For far too many people in this world, inside and outside the borders of the United States, an ill-timed pregnancy is as welcome as cancer - and often brings a similar, lingering fate to one or all of those involved.


It is an inarguable fact that, inside our own borders at least, it is within our power to make every infant welcome, well fed and even well-cared for, and yet we refuse to do so. This is a truly damnable irony; thrice damnable as the same people railing against abortion are those railing against any consideration for those living such marginal or circumscribed lives they may not reasonably envision any other choice.

If you have the means to chain yourself to an abortion clinic and pay for the inevitable trials, you have the means to create opportunity and choices.
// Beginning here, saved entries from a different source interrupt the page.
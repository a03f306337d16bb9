//! Version pattern matching over git tags.
//!
//! Versions are parsed tolerantly: any alphabetic prefix (`v`, `version`) is
//! skipped, `.` separates numeric parts, `-` starts the pre-release parts,
//! `+` the build parts, and `*` is a wildcard. Trailing zeros are dropped so
//! `1.2.3.0` equals `1.2.3`.
//!
//! Ordering deliberately diverges from semver: build parts take part in the
//! comparison, and between otherwise equal versions the longer spelling wins
//! (prefer `v1.0.0` over `1.0.0`, and `1.0.0` over `1.0`).

use std::cmp::Ordering;

/// A wildcard version part.
const WILDCARD: i64 = i64::MAX;

#[derive(Debug, Default, PartialEq, Eq)]
struct Version {
    normal: Vec<i64>,
    rc: Vec<i64>,
    build: Vec<i64>,
    has_rc: bool,
}

/// True iff the string contains only digits, dots and wildcards.
pub fn is_valid(version: &str) -> bool {
    version
        .chars()
        .all(|c| c.is_ascii_digit() || c == '.' || c == '*')
}

/// Match a version pattern against a tag. Only the normal parts take part
/// in matching; `ignore_rc` rejects pre-release tags outright.
pub fn matches(pattern: &str, tag: &str, ignore_rc: bool) -> bool {
    let tag_version = parse(tag);
    let pattern_parts = parse(pattern).normal;
    let tag_parts = &tag_version.normal;

    if ignore_rc && tag_version.has_rc {
        return false;
    }

    if pattern_parts == *tag_parts {
        return true;
    }

    for (i, &part) in pattern_parts.iter().enumerate() {
        if part == WILDCARD {
            if i == pattern_parts.len() - 1 {
                // trailing wildcard matches the rest
                return true;
            }
        } else if i >= tag_parts.len() {
            if part != 0 {
                // zero overflow is fine, anything else is a mismatch
                return false;
            }
        } else if part != tag_parts[i] {
            return false;
        }
    }

    // the pattern must cover all of the tag unless it ended with a wildcard
    pattern_parts.len() >= tag_parts.len()
}

/// Strict-weak version ordering, see the module docs for the tiebreaks.
pub fn less(lhs: &str, rhs: &str) -> bool {
    let lhs_parts = parse(lhs);
    let rhs_parts = parse(rhs);

    if lhs_parts.normal != rhs_parts.normal {
        return lhs_parts.normal < rhs_parts.normal;
    }

    if lhs_parts.has_rc != rhs_parts.has_rc {
        // a version without pre-release parts is the greater one
        return lhs_parts.has_rc;
    }

    if lhs_parts.rc != rhs_parts.rc {
        return lhs_parts.rc < rhs_parts.rc;
    }

    if lhs_parts.build != rhs_parts.build {
        return lhs_parts.build < rhs_parts.build;
    }

    lhs.len() < rhs.len()
}

/// Pick the highest tag matching the pattern. The result does not depend on
/// the input order of `tags`.
pub fn find_tag(pattern: &str, tags: &[String], ignore_rc: bool) -> Option<String> {
    let mut sorted_tags = tags.to_vec();
    sorted_tags.sort_by(|a, b| {
        if less(a, b) {
            Ordering::Greater
        } else if less(b, a) {
            Ordering::Less
        } else {
            Ordering::Equal
        }
    });

    sorted_tags
        .into_iter()
        .find(|tag| matches(pattern, tag, ignore_rc))
}

enum State {
    Normal,
    Rc,
    Build,
}

fn parse(version: &str) -> Version {
    let mut result = Version::default();
    let mut state = State::Normal;

    let bytes = version.as_bytes();
    let mut i = 0;
    while i < bytes.len() {
        let c = bytes[i];

        if c.is_ascii_digit() {
            let start = i;
            while i < bytes.len() && bytes[i].is_ascii_digit() {
                i += 1;
            }
            let part: i64 = version[start..i].parse().unwrap_or(WILDCARD);
            parts_of(&mut result, &state).push(part);
            continue;
        }

        if c == b'*' {
            parts_of(&mut result, &state).push(WILDCARD);
        } else if c == b'-' && matches!(state, State::Normal) {
            state = State::Rc;
            result.has_rc = true;
        } else if c == b'+' && !matches!(state, State::Build) {
            state = State::Build;
        }

        i += 1;
    }

    remove_trailing_zeros(&mut result.normal);
    remove_trailing_zeros(&mut result.rc);
    remove_trailing_zeros(&mut result.build);

    result
}

fn parts_of<'a>(version: &'a mut Version, state: &State) -> &'a mut Vec<i64> {
    match state {
        State::Normal => &mut version.normal,
        State::Rc => &mut version.rc,
        State::Build => &mut version.build,
    }
}

fn remove_trailing_zeros(parts: &mut Vec<i64>) {
    while parts.last() == Some(&0) {
        parts.pop();
    }
}
//! Build-script generation.

pub mod cmake;

pub use cmake::{generate, CMAKE_VERSION};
But any such suggestion is dismissed as "unchristian."

Well, that is sheer nonsense; false Christianity and false doctrine engineered specifically to comfort the comfortable and afflict the afflicted. Right-wing Christianism is not a creature of conscience; it has become a placebo for the lack of one; an excuse for not giving a damn about what happens when your crap floats downstream.
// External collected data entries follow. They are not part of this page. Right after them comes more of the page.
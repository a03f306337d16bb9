//! CLI definitions using clap.

use std::path::PathBuf;

use clap::Parser;

/// Declarative CMake list generator with pinned external packages
#[derive(Parser)]
#[command(name = "cgen")]
#[command(version, about, long_about = None)]
pub struct Cli {
    /// Generate CMakeLists.txt and fetch external packages
    #[arg(short = 'g', overrides_with = "update")]
    pub generate: bool,

    /// Update external packages
    #[arg(short = 'u', overrides_with = "generate")]
    pub update: bool,

    /// Packages to update (all of them when empty)
    #[arg(value_name = "PATH")]
    pub packages: Vec<PathBuf>,

    /// Verbose output with source locations
    #[arg(short = 'v')]
    pub verbose: bool,
}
While more than 80% of Americans identify as being Christian, if it were actually true, there would be no hunger and no homelessness. There would be no widows or widowers having to choose between food and medication, there would be no orphans in orphanages. There would be no people working two jobs and still suffering from rotting teeth, there would be no rationing of mental health care - and certainly no profit-motive provision of mental health institutions or prisons. If you are guided by your faith as to the things that must be made available to all, than one way or another, these questions would have been addressed long ago – as has occurred in the more agnostic nations of Europe.

The existence of HMO's, lack of universal access to mental and physical health care and the plummeting standards of education for anyone unable to afford private schools belies assertion that 80% of Americans are "Christians."

In fact, the number of US citizens who's faith is central to their lives in any sense outside of social obligations and cultural identity is probably closer to 10% - and my horseback guesstimate is deliberately generous. Most people go to a church on Sunday for the same general reasons that they drink at the Elks on Saturday and go bowling on Friday. It's a social and recreational activity with their peers, with perhaps some gloss of "socially redeeming value."


The battle for abortion is emblematic of a system of thought that reflexively sacrifices the good upon the bloody altar of an illusory perfection - and the sacrifice is always expected of people outside the ranks of the "elect."

A morality that exists to emotionally reward an in-group at the expense of a far larger out-group is not just unethical and immoral; it amounts to a cultural suicide pact; one cannot imagine such a situation being allowed to persist very long at all in historic terms.

The US has gone through several of these moralistic spasms in it's history, and in every case calmer voices have prevailed in the end; but there has always been a huge price to pay; the moralists resist to the last ditch, creating problems so deeply divisive that it ends in the repudiation of everything right of center for a decade or more. One might argue that such a situation creates the pragmatic necessity to empower a strong central government to address the widespread eliminated and corruption of local alternatives.

The Great Depression and the Dust Bowl comes to mind; a perfect storm of political disaster met by a right-wing shrug as both investment capital and topsoil dried up and blew away. What DID Conservatives think they were conserving, one wonders?

I wish to point out to those who hold generational grudges against FDR and the New Deal that had their ancestors had more vision, FDR would not have risen to power - and had he had less - we would have become a centralized communist state, based perhaps on the Trotskyite model, with some populist ideologue as it's paraded saint and despot.

Or in other words, a state not unlike what glimmers in neocon and theocon visions, a vast State that emanates from and replaces the Church as moral authority, and brooks no debate on the issue.